## TASK DIRECTIONS
Would you filter these records and copy every line that has the word "expression"?

━━━━━ DATA

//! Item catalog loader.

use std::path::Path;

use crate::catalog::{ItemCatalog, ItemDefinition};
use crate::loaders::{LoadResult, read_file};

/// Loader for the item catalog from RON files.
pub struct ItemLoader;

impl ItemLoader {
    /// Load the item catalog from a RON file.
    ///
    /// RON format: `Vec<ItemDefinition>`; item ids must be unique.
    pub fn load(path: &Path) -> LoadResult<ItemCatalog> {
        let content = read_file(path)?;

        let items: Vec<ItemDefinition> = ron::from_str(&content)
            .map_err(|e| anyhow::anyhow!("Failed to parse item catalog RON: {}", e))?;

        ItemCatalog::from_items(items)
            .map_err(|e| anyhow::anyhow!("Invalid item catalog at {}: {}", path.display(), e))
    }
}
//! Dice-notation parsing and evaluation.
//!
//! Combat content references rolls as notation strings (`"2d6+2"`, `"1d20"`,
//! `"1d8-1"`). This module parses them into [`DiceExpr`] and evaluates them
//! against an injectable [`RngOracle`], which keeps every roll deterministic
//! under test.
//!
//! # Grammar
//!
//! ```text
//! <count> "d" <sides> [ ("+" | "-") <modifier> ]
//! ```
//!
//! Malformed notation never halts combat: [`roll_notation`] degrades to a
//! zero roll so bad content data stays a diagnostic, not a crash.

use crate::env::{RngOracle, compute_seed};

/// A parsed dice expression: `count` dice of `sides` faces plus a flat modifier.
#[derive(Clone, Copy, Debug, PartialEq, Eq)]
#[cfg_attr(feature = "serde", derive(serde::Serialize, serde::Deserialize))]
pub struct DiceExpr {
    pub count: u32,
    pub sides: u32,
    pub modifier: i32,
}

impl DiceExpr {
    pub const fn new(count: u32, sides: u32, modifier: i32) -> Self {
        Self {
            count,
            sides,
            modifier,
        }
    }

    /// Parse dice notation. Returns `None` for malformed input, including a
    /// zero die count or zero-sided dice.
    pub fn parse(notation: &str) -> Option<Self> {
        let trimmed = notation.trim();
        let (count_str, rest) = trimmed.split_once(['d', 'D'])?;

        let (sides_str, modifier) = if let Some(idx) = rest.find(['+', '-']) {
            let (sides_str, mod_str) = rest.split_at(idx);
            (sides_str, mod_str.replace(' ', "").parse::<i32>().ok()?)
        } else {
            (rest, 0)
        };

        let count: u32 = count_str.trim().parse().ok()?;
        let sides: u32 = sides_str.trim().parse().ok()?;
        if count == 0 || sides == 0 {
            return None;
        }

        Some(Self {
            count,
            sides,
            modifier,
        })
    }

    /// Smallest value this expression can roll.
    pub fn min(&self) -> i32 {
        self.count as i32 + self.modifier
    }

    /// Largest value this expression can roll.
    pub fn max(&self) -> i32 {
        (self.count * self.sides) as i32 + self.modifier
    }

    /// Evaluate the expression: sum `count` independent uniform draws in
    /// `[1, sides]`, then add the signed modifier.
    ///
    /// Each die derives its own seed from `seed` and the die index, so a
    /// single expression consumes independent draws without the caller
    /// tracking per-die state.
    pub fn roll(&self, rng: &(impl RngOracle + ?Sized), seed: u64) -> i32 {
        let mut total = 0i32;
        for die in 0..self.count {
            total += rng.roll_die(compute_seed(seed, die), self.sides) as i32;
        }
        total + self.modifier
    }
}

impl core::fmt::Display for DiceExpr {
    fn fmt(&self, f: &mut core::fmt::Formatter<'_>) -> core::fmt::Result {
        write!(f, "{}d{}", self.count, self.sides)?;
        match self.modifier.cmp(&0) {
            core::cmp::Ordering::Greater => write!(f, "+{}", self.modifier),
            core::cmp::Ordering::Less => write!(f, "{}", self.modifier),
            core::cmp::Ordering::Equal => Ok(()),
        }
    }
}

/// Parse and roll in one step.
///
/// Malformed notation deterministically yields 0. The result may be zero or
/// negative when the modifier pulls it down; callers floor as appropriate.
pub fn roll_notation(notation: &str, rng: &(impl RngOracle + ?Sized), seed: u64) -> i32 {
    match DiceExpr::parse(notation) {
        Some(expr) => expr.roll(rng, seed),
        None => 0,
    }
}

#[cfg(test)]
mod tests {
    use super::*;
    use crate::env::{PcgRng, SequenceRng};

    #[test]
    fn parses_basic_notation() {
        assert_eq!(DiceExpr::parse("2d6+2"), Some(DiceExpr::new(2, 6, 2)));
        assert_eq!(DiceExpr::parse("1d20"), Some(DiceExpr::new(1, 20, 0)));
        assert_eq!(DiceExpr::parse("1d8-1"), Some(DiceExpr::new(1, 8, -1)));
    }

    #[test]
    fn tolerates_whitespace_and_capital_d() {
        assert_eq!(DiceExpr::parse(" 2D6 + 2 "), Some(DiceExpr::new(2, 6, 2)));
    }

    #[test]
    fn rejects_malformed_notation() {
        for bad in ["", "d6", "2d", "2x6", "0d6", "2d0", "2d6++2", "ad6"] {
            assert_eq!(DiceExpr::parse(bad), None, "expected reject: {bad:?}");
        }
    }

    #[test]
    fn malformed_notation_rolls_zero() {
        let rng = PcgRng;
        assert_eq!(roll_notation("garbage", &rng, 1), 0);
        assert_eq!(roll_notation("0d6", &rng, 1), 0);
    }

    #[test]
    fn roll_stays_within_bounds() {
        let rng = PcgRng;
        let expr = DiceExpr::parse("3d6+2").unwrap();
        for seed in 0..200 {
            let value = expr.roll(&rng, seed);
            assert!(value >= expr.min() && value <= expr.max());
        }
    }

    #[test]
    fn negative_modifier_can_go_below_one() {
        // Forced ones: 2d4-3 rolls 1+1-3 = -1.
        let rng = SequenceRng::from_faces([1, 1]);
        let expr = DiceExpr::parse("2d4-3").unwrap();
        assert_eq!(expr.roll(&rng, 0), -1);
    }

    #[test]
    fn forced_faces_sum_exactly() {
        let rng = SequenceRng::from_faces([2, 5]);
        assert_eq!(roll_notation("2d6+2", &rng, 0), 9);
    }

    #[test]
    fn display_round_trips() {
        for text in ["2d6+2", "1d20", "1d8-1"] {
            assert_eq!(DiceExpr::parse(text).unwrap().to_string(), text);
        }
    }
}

━━━━━━━━━━

## SOLUTION TO THE EXERCISE
/// A parsed dice expression: `count` dice of `sides` faces plus a flat modifier.
    /// Smallest value this expression can roll.
    /// Largest value this expression can roll.
    /// Evaluate the expression: sum `count` independent uniform draws in
    /// single expression consumes independent draws without the caller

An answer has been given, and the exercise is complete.